---------- GIVEN DATA

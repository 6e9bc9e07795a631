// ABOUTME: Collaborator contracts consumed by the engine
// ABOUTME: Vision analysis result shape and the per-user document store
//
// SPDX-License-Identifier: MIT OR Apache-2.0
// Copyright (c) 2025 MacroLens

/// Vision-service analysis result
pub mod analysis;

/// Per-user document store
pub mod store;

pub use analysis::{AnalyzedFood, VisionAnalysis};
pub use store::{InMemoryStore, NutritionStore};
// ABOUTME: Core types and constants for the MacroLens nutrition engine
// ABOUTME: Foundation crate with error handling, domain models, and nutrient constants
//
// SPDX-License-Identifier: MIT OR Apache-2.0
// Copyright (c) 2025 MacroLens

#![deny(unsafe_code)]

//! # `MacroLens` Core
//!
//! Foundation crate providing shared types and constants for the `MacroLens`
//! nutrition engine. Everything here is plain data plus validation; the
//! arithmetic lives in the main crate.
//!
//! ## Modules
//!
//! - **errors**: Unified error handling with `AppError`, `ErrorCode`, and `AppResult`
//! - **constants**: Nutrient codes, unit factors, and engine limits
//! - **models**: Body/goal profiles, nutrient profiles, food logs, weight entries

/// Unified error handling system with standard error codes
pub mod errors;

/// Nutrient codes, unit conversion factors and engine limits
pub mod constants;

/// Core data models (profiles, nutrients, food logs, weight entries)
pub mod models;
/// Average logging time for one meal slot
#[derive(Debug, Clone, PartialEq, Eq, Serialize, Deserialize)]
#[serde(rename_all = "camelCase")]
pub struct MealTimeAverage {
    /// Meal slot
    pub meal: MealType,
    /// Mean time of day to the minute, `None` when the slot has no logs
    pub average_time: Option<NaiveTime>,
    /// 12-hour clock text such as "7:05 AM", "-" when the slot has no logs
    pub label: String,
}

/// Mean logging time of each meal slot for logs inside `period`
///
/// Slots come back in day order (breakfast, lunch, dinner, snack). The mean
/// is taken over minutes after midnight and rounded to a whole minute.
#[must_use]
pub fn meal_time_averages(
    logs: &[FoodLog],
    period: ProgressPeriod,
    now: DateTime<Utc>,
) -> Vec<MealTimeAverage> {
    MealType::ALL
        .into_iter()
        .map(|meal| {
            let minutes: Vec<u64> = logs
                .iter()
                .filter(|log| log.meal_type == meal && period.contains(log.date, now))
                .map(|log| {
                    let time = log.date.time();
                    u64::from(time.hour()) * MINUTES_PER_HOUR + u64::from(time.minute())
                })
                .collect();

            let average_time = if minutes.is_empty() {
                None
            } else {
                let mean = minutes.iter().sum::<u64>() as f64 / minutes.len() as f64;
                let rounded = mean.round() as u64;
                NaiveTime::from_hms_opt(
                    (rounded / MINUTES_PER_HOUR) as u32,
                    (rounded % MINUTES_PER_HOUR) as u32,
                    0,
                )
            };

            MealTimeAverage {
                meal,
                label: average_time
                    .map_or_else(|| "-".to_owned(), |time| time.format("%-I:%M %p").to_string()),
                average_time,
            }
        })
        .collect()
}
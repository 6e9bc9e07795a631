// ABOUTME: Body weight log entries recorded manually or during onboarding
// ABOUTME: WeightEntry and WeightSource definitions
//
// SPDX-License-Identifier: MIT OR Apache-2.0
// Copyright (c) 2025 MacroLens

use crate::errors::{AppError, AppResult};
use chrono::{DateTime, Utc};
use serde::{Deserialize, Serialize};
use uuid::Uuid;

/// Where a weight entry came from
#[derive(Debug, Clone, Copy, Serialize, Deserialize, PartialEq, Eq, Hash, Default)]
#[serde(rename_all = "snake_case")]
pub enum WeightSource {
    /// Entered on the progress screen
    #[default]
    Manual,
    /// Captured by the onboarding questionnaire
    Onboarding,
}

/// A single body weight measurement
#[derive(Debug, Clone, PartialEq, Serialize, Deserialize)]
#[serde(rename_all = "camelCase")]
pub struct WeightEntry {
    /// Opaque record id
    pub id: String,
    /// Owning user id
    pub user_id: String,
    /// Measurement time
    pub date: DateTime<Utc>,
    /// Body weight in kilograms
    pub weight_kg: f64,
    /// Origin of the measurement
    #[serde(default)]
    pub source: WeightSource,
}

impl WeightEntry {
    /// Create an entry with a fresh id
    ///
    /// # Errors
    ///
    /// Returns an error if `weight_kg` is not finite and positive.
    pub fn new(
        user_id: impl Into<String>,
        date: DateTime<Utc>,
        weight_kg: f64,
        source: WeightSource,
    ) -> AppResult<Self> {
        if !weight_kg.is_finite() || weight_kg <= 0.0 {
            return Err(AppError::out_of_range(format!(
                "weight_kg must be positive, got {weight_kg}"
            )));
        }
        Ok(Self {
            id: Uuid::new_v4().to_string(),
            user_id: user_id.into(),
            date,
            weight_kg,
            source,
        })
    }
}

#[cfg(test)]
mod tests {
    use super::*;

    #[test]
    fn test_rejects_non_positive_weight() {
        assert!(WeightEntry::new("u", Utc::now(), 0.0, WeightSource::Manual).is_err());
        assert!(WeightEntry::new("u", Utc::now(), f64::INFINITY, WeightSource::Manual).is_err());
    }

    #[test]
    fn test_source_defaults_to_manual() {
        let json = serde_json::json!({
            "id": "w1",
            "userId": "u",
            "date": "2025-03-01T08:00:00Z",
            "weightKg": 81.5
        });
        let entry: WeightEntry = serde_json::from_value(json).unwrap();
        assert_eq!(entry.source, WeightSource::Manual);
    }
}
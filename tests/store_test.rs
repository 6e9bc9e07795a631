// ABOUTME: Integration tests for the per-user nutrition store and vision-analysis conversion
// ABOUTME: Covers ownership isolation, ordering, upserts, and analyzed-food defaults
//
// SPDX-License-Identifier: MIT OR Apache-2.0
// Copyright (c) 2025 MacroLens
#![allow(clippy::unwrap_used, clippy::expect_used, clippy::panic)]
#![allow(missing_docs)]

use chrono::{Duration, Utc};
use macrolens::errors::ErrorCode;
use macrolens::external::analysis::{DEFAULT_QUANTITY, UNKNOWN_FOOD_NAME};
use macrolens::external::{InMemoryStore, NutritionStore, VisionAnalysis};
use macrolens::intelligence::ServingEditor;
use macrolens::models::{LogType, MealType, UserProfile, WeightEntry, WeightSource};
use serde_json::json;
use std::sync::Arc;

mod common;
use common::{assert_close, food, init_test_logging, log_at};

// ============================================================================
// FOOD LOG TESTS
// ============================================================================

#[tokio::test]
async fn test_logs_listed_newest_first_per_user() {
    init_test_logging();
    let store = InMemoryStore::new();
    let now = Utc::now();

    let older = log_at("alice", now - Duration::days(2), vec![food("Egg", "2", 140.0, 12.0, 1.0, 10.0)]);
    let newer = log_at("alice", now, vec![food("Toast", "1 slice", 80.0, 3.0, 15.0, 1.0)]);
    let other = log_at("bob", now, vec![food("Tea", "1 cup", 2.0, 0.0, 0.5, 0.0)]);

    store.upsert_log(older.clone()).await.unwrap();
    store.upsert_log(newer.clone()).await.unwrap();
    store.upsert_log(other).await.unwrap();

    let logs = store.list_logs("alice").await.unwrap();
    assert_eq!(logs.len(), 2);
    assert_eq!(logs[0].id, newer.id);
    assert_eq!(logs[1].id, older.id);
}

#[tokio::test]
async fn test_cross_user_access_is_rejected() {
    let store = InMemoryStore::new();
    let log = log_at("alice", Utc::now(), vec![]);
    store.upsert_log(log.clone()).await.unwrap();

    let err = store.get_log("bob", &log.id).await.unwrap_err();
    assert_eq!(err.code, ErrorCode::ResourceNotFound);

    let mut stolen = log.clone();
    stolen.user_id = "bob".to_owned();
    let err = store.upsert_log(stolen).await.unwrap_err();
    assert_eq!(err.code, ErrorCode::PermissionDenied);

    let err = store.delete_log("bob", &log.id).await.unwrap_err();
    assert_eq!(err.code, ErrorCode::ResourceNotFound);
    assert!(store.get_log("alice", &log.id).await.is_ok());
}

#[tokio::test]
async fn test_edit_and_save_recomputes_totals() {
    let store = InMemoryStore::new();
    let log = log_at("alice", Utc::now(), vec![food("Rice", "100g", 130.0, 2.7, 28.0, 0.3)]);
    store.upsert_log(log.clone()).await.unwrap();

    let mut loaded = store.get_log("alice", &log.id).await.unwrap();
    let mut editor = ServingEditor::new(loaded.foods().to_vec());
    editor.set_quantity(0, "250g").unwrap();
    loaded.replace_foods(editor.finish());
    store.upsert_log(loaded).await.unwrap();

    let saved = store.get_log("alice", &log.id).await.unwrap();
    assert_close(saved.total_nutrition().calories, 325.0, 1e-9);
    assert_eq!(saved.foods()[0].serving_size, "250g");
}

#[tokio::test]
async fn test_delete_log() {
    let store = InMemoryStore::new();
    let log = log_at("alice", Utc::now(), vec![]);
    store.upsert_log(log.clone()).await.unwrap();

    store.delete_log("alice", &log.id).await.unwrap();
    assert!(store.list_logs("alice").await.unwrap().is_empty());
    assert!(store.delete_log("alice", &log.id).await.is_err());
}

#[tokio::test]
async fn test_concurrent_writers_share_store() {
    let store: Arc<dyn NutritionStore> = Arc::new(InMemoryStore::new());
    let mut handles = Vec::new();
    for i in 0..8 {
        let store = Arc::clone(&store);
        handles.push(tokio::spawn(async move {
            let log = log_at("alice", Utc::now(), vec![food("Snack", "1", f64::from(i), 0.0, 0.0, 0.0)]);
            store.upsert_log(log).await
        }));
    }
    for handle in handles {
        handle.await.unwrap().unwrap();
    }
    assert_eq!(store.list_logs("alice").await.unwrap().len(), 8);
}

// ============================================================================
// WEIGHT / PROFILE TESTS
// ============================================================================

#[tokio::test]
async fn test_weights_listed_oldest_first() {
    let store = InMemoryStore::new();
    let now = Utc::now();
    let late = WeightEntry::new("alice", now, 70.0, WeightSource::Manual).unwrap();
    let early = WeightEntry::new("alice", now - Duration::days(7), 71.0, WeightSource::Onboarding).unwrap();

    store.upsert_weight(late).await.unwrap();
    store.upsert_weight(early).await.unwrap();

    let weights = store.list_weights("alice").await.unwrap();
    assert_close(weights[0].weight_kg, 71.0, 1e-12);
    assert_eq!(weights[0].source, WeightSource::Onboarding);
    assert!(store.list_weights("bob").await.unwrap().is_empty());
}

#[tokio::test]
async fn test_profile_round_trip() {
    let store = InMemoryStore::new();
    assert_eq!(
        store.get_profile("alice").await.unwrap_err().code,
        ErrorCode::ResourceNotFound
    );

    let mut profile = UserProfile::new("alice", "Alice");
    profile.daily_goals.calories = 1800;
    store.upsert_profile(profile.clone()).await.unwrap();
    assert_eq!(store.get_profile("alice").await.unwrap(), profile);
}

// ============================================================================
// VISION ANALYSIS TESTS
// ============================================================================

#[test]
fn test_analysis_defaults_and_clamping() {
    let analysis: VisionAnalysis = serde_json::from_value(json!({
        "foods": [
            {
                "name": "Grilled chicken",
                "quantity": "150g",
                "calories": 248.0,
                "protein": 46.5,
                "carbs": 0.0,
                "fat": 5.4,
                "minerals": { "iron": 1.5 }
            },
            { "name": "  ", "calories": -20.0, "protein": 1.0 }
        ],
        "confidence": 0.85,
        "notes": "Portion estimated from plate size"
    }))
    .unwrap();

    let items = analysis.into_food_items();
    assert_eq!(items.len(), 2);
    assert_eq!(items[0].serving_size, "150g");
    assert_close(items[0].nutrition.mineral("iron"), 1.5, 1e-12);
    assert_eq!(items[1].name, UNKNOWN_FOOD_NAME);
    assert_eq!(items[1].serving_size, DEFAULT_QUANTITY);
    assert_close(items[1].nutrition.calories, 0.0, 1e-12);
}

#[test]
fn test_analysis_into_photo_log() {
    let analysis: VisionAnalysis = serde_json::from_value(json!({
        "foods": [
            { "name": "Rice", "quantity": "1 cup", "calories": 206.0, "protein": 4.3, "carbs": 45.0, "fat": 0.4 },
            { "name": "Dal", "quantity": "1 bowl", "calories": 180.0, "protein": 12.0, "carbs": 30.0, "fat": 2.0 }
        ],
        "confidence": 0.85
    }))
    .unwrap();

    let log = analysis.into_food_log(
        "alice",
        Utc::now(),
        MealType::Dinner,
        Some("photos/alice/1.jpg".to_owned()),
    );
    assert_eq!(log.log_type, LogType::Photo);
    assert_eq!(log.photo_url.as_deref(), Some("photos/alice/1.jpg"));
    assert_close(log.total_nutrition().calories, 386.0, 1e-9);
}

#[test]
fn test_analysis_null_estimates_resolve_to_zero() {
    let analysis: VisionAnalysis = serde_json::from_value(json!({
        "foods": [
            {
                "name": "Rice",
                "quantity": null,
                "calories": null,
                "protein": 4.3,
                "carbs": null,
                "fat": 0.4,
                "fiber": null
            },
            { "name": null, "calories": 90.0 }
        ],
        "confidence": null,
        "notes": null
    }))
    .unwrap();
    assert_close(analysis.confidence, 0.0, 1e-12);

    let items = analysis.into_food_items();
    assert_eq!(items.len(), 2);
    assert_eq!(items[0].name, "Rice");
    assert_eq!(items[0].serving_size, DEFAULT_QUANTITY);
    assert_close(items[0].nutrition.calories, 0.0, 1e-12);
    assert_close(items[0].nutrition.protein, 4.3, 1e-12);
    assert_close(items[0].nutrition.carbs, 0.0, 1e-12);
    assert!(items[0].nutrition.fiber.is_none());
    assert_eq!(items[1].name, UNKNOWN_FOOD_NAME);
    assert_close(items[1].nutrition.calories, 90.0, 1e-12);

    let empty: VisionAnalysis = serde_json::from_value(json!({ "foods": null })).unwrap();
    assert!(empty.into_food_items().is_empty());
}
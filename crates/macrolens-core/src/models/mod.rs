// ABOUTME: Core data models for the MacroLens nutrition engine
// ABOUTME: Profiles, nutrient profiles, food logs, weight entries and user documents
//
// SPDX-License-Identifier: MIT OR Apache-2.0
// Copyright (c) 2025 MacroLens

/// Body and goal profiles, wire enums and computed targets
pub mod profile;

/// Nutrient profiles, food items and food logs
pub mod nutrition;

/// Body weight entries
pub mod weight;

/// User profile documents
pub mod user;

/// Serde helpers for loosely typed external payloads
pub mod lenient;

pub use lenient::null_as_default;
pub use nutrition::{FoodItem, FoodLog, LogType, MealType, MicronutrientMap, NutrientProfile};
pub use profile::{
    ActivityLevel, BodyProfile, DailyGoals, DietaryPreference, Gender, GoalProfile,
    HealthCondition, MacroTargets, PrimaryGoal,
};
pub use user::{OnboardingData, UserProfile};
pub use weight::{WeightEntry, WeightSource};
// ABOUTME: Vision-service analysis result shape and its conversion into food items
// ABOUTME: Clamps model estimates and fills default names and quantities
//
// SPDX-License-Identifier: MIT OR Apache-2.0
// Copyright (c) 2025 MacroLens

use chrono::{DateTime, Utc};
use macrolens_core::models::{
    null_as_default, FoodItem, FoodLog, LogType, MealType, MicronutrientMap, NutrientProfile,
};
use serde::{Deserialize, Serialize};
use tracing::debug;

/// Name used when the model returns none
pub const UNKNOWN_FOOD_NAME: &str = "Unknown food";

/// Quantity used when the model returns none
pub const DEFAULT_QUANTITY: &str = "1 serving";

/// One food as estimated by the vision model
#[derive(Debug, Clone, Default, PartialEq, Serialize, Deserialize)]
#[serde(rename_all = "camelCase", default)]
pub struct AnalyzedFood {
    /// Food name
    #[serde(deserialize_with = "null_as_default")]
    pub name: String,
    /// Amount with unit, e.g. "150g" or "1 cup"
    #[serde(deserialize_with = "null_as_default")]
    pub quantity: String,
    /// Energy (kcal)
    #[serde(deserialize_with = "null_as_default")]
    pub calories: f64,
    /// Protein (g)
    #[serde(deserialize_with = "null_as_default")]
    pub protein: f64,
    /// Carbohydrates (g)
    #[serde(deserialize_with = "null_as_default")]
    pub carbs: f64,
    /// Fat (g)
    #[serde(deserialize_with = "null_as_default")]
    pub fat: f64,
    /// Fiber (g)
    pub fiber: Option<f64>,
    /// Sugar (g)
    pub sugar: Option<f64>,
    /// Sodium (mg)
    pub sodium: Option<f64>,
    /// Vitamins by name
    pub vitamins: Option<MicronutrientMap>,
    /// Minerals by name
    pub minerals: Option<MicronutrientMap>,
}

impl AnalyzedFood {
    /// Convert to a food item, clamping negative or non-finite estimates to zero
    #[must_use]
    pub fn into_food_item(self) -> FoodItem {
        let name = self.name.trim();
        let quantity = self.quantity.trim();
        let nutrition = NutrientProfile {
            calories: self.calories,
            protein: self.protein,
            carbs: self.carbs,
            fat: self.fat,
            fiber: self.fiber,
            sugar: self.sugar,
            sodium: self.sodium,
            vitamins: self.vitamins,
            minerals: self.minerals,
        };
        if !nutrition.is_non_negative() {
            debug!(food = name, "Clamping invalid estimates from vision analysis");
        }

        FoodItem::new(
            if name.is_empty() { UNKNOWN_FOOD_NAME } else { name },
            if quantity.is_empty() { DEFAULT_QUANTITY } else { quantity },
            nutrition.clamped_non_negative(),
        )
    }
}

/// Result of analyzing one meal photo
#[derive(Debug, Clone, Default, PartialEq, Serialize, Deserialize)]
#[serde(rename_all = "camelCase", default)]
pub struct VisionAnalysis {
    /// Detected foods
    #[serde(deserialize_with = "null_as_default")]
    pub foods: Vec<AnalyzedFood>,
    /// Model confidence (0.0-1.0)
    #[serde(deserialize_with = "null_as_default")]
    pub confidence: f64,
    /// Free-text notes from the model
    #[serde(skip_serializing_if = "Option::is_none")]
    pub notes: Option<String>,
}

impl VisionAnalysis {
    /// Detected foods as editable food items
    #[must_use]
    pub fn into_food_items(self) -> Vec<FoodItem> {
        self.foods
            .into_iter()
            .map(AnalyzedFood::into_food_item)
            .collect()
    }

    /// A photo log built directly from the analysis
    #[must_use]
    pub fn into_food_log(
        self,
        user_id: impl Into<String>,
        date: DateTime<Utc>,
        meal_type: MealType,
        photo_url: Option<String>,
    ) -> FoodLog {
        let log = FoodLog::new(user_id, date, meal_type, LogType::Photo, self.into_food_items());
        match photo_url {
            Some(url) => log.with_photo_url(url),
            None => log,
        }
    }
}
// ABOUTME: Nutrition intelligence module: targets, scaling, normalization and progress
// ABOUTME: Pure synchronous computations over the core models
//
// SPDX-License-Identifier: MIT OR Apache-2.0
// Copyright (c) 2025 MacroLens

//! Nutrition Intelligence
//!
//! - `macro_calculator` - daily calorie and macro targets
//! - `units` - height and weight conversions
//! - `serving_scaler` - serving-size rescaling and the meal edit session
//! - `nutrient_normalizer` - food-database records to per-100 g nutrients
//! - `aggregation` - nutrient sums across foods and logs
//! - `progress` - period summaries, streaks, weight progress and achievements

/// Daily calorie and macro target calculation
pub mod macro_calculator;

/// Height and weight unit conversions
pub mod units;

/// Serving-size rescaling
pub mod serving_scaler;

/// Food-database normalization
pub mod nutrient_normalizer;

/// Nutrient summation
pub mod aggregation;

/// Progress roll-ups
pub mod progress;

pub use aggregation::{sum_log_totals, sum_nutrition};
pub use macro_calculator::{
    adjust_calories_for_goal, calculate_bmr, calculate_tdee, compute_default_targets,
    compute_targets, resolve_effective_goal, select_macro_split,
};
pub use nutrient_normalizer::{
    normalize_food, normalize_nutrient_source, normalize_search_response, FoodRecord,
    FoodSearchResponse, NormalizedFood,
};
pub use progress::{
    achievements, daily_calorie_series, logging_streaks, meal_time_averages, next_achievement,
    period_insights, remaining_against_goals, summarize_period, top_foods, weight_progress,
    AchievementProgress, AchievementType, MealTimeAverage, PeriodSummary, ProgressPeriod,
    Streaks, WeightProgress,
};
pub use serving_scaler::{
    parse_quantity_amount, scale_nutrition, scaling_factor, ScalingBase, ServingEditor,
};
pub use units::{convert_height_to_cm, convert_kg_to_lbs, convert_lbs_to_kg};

--------------------

* _EXERCISE OBJECTIVE_: Extract from the data every line where "documents" shows up.

* _SOLUTION FOR THIS PROBLEM_:
// ABOUTME: Profiles, nutrient profiles, food logs, weight entries and user documents
/// User profile documents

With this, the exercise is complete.